The Making of the Constitution
An analysis of the various forces in the 1780s that led to the Philadelphia Convention of 1787 that created the Constitution. It was not simply the weaknesses of the Articles of the Confederation that led to the Constitution; it was also what Madison and others called the excesses of democracy that lay behind the reform

The Revolutionary Origins of the Civil War
An analyis of the diverse ways in which the two sections of North and South developed following the Revolution, each of them appealing to the ideas of the Revolution.

The Invention of the United States
The US was not easily created. People’s loyalities were to their state, not this collection of states. The problem of creating loyalty in 1789 is similar to the problem of creating loyalty to the EU at present.

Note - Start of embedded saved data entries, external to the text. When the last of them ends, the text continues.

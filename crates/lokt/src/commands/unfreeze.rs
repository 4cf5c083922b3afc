//! `lokt unfreeze` — remove a freeze (§4.5.4).

use clap::Args;
use lokt_core::engine;

use super::common;

#[derive(Args, Debug)]
pub struct UnfreezeArgs {
    /// Name to unfreeze
    pub name: String,

    /// Unfreeze regardless of ownership
    #[arg(long)]
    pub force: bool,

    /// Emit machine-readable JSON instead of human-readable text
    #[arg(long)]
    pub json: bool,
}

pub fn execute(args: UnfreezeArgs) -> i32 {
    let json = args.json;
    match run(&args) {
        Ok(()) => {
            if json {
                println!("{}", serde_json::json!({ "unfrozen": args.name }));
            } else {
                println!("unfroze '{}'", args.name);
            }
            0
        }
        Err(e) => common::report_error(&e, json),
    }
}

fn run(args: &UnfreezeArgs) -> lokt_core::Result<()> {
    let root = common::resolve_root()?;
    common::maybe_sweep(&root);
    let identity = common::resolve_identity();
    engine::unfreeze(&root, &args.name, args.force, &identity)
}
/// Whether a lock record is stale: TTL-expired, or same-host-and-dead-pid —
/// Glossary "Stale", §4.5.2.
pub fn is_stale(record: &LockRecord, local_host: &str) -> bool {
    if record.is_ttl_expired(Utc::now()) {
        return true;
    }
    record.host == local_host && liveness::is_alive(record.pid, &record.host, local_host) == Liveness::Dead
}

/// Release `name` — §4.5.2. `force` and `break_stale` are mutually
/// exclusive; the CLI layer enforces that before calling in.
pub fn release(root_dir: &Path, name: &str, opts: &ReleaseOptions, identity: &Identity) -> Result<()> {
    validate_name(name)?;
    let path = root::lock_path(root_dir, name);
    let existing = codec::read(&path)?.ok_or_else(|| LoktError::NotFound { name: name.to_string() })?;

    if opts.force {
        codec::remove(&path)?;
        emit(root_dir, EventKind::ForceBreak, name, &identity.owner, &identity.host, identity.pid, None);
        return Ok(());
    }

    if opts.break_stale {
        if !is_stale(&existing, &identity.host) {
            return Err(LoktError::NotStale { holder: HolderSnapshot::from(&existing) });
        }
        codec::remove(&path)?;
        emit(root_dir, EventKind::BreakStale, name, &identity.owner, &identity.host, identity.pid, None);
        return Ok(());
    }

    if !identity.matches(&existing.owner, &existing.host, existing.pid) {
        return Err(LoktError::NotOwner { holder: HolderSnapshot::from(&existing) });
    }
    codec::remove(&path)?;
    emit(root_dir, EventKind::Release, name, &identity.owner, &identity.host, identity.pid, None);
    Ok(())
}

/// Bulk release by owner — §4.5.2. Silent on non-matching/unreadable files.
pub fn release_by_owner(root_dir: &Path, owner: &str, identity: &Identity) -> Result<Vec<String>> {
    let dir = root::locks_dir(root_dir);
    let mut released = Vec::new();
    let Ok(entries) = std::fs::read_dir(&dir) else { return Ok(released) };
    for entry in entries.flatten() {
        let path = entry.path();
        if path.extension().and_then(|e| e.to_str()) != Some("json") {
            continue;
        }
        let Ok(Some(record)) = codec::read(&path) else { continue };
        if record.owner != owner {
            continue;
        }
        if codec::remove(&path).is_ok() {
            emit(root_dir, EventKind::ForceBreak, &record.name, &identity.owner, &identity.host, identity.pid, None);
            released.push(record.name);
        }
    }
    Ok(released)
}

/// Renew `name` — §4.5.3. Identity mismatch is always an error; a caller
/// never renews someone else's lock.
pub fn renew(root_dir: &Path, name: &str, identity: &Identity) -> Result<LockRecord> {
    validate_name(name)?;
    let path = root::lock_path(root_dir, name);
    let existing = codec::read(&path)?.ok_or_else(|| LoktError::NotFound { name: name.to_string() })?;

    if !identity.matches(&existing.owner, &existing.host, existing.pid) {
        return Err(LoktError::NotOwner { holder: HolderSnapshot::from(&existing) });
    }

    let renewed = existing.renewed(Utc::now(), existing.ttl_sec, None);
    codec::atomic_write(&path, &renewed)?;
    emit(root_dir, EventKind::Renew, name, &identity.owner, &identity.host, identity.pid, Some(renewed.ttl_sec));
    Ok(renewed)
}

Why are the Founders Different
This lecture tries to explain the peculiar circumstances that made the founding generation special, and unlikely to be duplicated.

Why was George Washington a Great Man
This lecture explains why Washington was considered the greatest man in the world in the 1780s. He was not just one of the Founders, he dominated them and they all knew it.

The Invention of Benjamin Franklin
This explains Franklin’s career and how be became the great folk hero for Americans.

Additional Programs

  • The Origins of Religious Freedom
  • The Origins of American Capitalism
  • The Origins of the Presidency

GORDON WOODS BOOKS

Full Biography

Gordon S. Wood is Alva O. Way University Professor and Professor of History Emeritus at Brown University. He received his B.A. degree from Tufts University and his Ph.D. from Harvard University.

Wood taught at Harvard University and the University of Michigan before joining the faculty at Brown in 1969. He is the author of the Creation of the American Republic, 1776-1787 (1969), which won the Bancroft Prize and the John H. Dunning Prize in 1970, and The Radicalism of the American Revolution (1992), which won the Pulitzer Prize for History and the Ralph Waldo Emerson Prize in 1993.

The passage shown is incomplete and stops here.